For all respiratory responses, averages were calculated from every minute during each exercise bout. Based on the assumption that normoxic exercise performed with fentanyl blockade is characterized by minimal MR and CR activity, the ventilatory response during Norm_Fent was considered as the baseline. The individual and interactive effects of the reflexes on the ventilatory response during the final minute of exercise were defined as follows (Fig. 1): 1) the individual effects of the MR, the O₂-CR, and the CO₂-CR were estimated by the differences between Norm_Ctrl and Norm_Fent (△Norm_Ctrl-Norm_Fent), between Hypo_Fent and Norm_Fent (△Hypo_Fent-Norm_Fent), and between Hyper_Fent and Norm_Fent (△Hyper_Fent-Norm_Fent), respectively, where a difference = 0 indicates no effect resulting from the reflex activation; 2) the interactive effects of the MR and O₂-CR and of the MR and CO₂-CR during the reflex coactivation were calculated as the differences between Hypo_Ctrl and Norm_Fent (△Hypo_Ctrl-Norm_Fent) and between Hyper_Ctrl and Norm_Fent (△Hyper_Ctrl-Norm_Fent), respectively, where a difference = 0 indicates no effect resulting from the reflex coactivation; 3) to investigate the mode of interaction between the reflexes, the observed ventilatory changes during the coactivation of the MR and the CR (O₂-CR or CO₂-CR) were compared with the arithmetic sum of the changes elicited by each reflex alone (△Hypo_Ctrl-Norm_Fent versus △Norm_Ctrl-Norm_Fent + △Hypo_Fent-Norm_Fent or △Hyper_Ctrl-Norm_Fent versus △Norm_Ctrl-Norm_Fent + △Hyper_Fent-Norm_Fent). The definition of the interaction mode has been previously described (53, 58). Briefly, the interaction was deemed hyperadditive if the response observed during the coactivation of the reflexes was greater than the summation of the responses evoked by each reflex alone, reflecting that the interactive effect was synergistic, while the interaction was deemed additive if the observed response was equal to the summated response, indicating that the interactive effect was a simple addition of the individual effects of the reflexes.

Statistical analysis.

Data were analyzed using statistical analysis software (SPSS 22; IBM, Armonk, NY). Descriptive statistics were used for the description of subject characteristics. The Mauchly’s test was used to determine sphericity, and the Geiser-Greenhouse correction was applied when sphericity was violated.

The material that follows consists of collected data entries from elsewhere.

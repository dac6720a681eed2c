//! Plain DNS forwarding to a single upstream server.

use async_trait::async_trait;
use hickory_proto::op::Message;
use hickory_proto::xfer::Protocol;
use std::borrow::Cow;
use std::io;
use std::net::{Ipv4Addr, Ipv6Addr, SocketAddr};
use std::time::Duration;
use tokio::io::{AsyncReadExt, AsyncWriteExt};
use tokio::net::{TcpStream, UdpSocket};
use tracing::{debug, warn};

use crate::error::DnsError;
use crate::resolver::{servfail, DelegateResolver, RequestContext};

/// Largest UDP response we accept from upstream (EDNS0 sized).
const MAX_UDP_RESPONSE_SIZE: usize = 4096;

/// Forwards queries to one upstream server over the transport the client used.
#[derive(Debug, Clone)]
pub struct UpstreamForwarder {
    upstream: SocketAddr,
    timeout: Duration,
}

impl UpstreamForwarder {
    /// Create a forwarder for `upstream`, giving up on each query after `timeout`.
    pub fn new(upstream: SocketAddr, timeout: Duration) -> Self {
        Self { upstream, timeout }
    }

    /// Upstream server address.
    pub fn upstream(&self) -> SocketAddr {
        self.upstream
    }

    async fn forward(&self, request: &Message, protocol: Protocol) -> Result<Message, DnsError> {
        let response = if protocol == Protocol::Tcp {
            self.exchange_tcp(&request.to_vec()?).await?
        } else {
            self.exchange_udp(&fit_udp_payload(request).to_vec()?).await?
        };

        let reply = Message::from_vec(&response)?;
        if reply.id() != request.id() {
            return Err(io::Error::new(
                io::ErrorKind::InvalidData,
                format!(
                    "upstream answered id {} for query id {}",
                    reply.id(),
                    request.id()
                ),
            )
            .into());
        }
        Ok(reply)
    }

    async fn exchange_udp(&self, bytes: &[u8]) -> Result<Vec<u8>, DnsError> {
        let bind_addr: SocketAddr = if self.upstream.is_ipv4() {
            (Ipv4Addr::UNSPECIFIED, 0).into()
        } else {
            (Ipv6Addr::UNSPECIFIED, 0).into()
        };

        let socket = UdpSocket::bind(bind_addr).await?;
        // Connected socket: datagrams from other sources are dropped by the kernel.
        socket.connect(self.upstream).await?;
        socket.send(bytes).await?;

        let mut buf = vec![0u8; MAX_UDP_RESPONSE_SIZE];
        let len = socket.recv(&mut buf).await?;
        buf.truncate(len);

        debug!(upstream = %self.upstream, sent = bytes.len(), received = len, "UDP exchange");
        Ok(buf)
    }

    async fn exchange_tcp(&self, bytes: &[u8]) -> Result<Vec<u8>, DnsError> {
        let len = u16::try_from(bytes.len()).map_err(|_| {
            io::Error::new(io::ErrorKind::InvalidInput, "query too large for TCP framing")
        })?;

        let mut stream = TcpStream::connect(self.upstream).await?;
        stream.set_nodelay(true)?;
        stream.write_all(&len.to_be_bytes()).await?;
        stream.write_all(bytes).await?;
        stream.flush().await?;

        let response_len = stream.read_u16().await? as usize;
        let mut buf = vec![0u8; response_len];
        stream.read_exact(&mut buf).await?;

        debug!(
            upstream = %self.upstream,
            sent = bytes.len(),
            received = response_len,
            "TCP exchange"
        );
        Ok(buf)
    }
}

#[async_trait]
impl DelegateResolver for UpstreamForwarder {
    async fn resolve(&self, request: &Message, context: &RequestContext) -> Message {
        match tokio::time::timeout(self.timeout, self.forward(request, context.protocol)).await {
            Ok(Ok(reply)) => reply,
            Ok(Err(e)) => {
                warn!(upstream = %self.upstream, error = %e, "upstream query failed");
                servfail(request)
            }
            Err(_) => {
                warn!(upstream = %self.upstream, timeout = ?self.timeout, "upstream query timed out");
                servfail(request)
            }
        }
    }
}

/// The request as sent upstream over UDP: an EDNS payload size above what we
/// can receive is lowered to [`MAX_UDP_RESPONSE_SIZE`], so the upstream
/// truncates instead of overrunning the buffer.
fn fit_udp_payload(request: &Message) -> Cow<'_, Message> {
    match request.extensions() {
        Some(edns) if usize::from(edns.max_payload()) > MAX_UDP_RESPONSE_SIZE => {
            let mut edns = edns.clone();
            edns.set_max_payload(MAX_UDP_RESPONSE_SIZE as u16);
            let mut clamped = request.clone();
            clamped.set_edns(edns);
            Cow::Owned(clamped)
        }
        _ => Cow::Borrowed(request),
    }
}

The Student’s paired t-test was used to detect the difference in female sex hormone levels between the two experimental trials as well as the effect of fentanyl blockade on cardiorespiratory responses during the arm-cranking test. Two-way ANOVA (trial × time) with repeated measures was used to examine temporal changes in the gas exchange and ventilatory responses across the 4 min of exercise under each condition: normoxia, normocapnic hypoxia, and normoxic hypercapnia. Because this study aimed to activate the CR with hypoxia or hypercapnia and to investigate its interaction with the MR, data obtained from the hypoxic and hypercapnic conditions were also separately compared with those from the normoxic conditions. Thus, two-way ANOVA (trial × condition) with repeated measures was used to test alterations in arterial blood chemistry and ventilatory responses during the final minute of exercise. If the ANOVA detected a significant main effect or interaction, the Tukey’s post hoc analysis was performed to identify the differences. To directly test our hypotheses, a priori planned comparisons were made to determine the individual/interactive effects and the interaction mode of the reflexes on the ventilatory changes during exercise, using the Holm-Bonferroni method to correct for familywise error of multiple comparisons. The 95% confidence interval (95% CI) was also calculated for the difference between the observed and summated responses. All data are presented as means ± SD, and statistical significance was set at P < 0.05.

RESULTS

Cardiorespiratory responses to arm exercise.

Lumbar intrathecal fentanyl did not affect the cardiorespiratory responses to arm cranking (pre- vs. postinjection at 15 W/30 W; HR: 110 ± 20 versus 111 ± 20/121 ± 22 versus 122 ± 23 beats/min; f_B: 23 ± 5 versus 22 ± 5/25 ± 4 versus 24 ± 6 breaths/min; V_T: 1.1 ± 0.2 versus 1.1 ± 0.2/1.3 ± 0.3 versus 1.3 ± 0.2 L; ventilatory equivalent for CO₂: 35 ± 3 versus 37 ± 3/34 ± 3 versus 36 ± 4; all P ≥ 0.13). This reflects the lack of significant cephalad migration and direct binding of fentanyl to cerebral µ-opioid receptors (36).

Gas exchange and ventilatory responses during exercise.

During the 4 min of exercise in normoxia, $\text{S}{\text{p}}_{{\text{O}}_2}$ was not different between Ctrl and Fent (Fig. 2A) while $\text{P}\mathrm{E}{\mathrm{T}}_{{\text{O}}_2}$ was significantly higher and $\text{P}\mathrm{E}{\mathrm{T}}_{\text{C}{\text{O}}_2}$ significantly lower in Ctrl than in Fent (Fig. 2, B and C; significant main effects of trial). Hypoxia and hypercapnia altered blood gases during exercise under each condition, with no significant differences between Ctrl and Fent in terms of $\text{S}{\text{p}}_{{\text{O}}_2}$, $\text{P}\mathrm{E}{\mathrm{T}}_{{\text{O}}_2}$, and $\text{P}\mathrm{E}{\mathrm{T}}_{\text{C}{\text{O}}_2}$ (Fig. 2, D–I).

Fig. 2.

Oxyhemoglobin saturation and gas exchange during exercise. Exercise was performed with intact (control) and blocked (fentanyl) leg muscle afferent feedback in nomoxia, normocapnic hypoxia, and normoxic hypercapnia conditions. $\text{S}{\text{p}}_{{\text{O}}_2}$, estimated oxyhemoglobin saturation; $\text{P}\mathrm{E}{\mathrm{T}}_{{\text{O}}_2}$, end-tidal partial pressure of O₂; $\text{P}\mathrm{E}{\mathrm{T}}_{\text{C}{\text{O}}_2}$, end-tidal partial pressure of CO₂.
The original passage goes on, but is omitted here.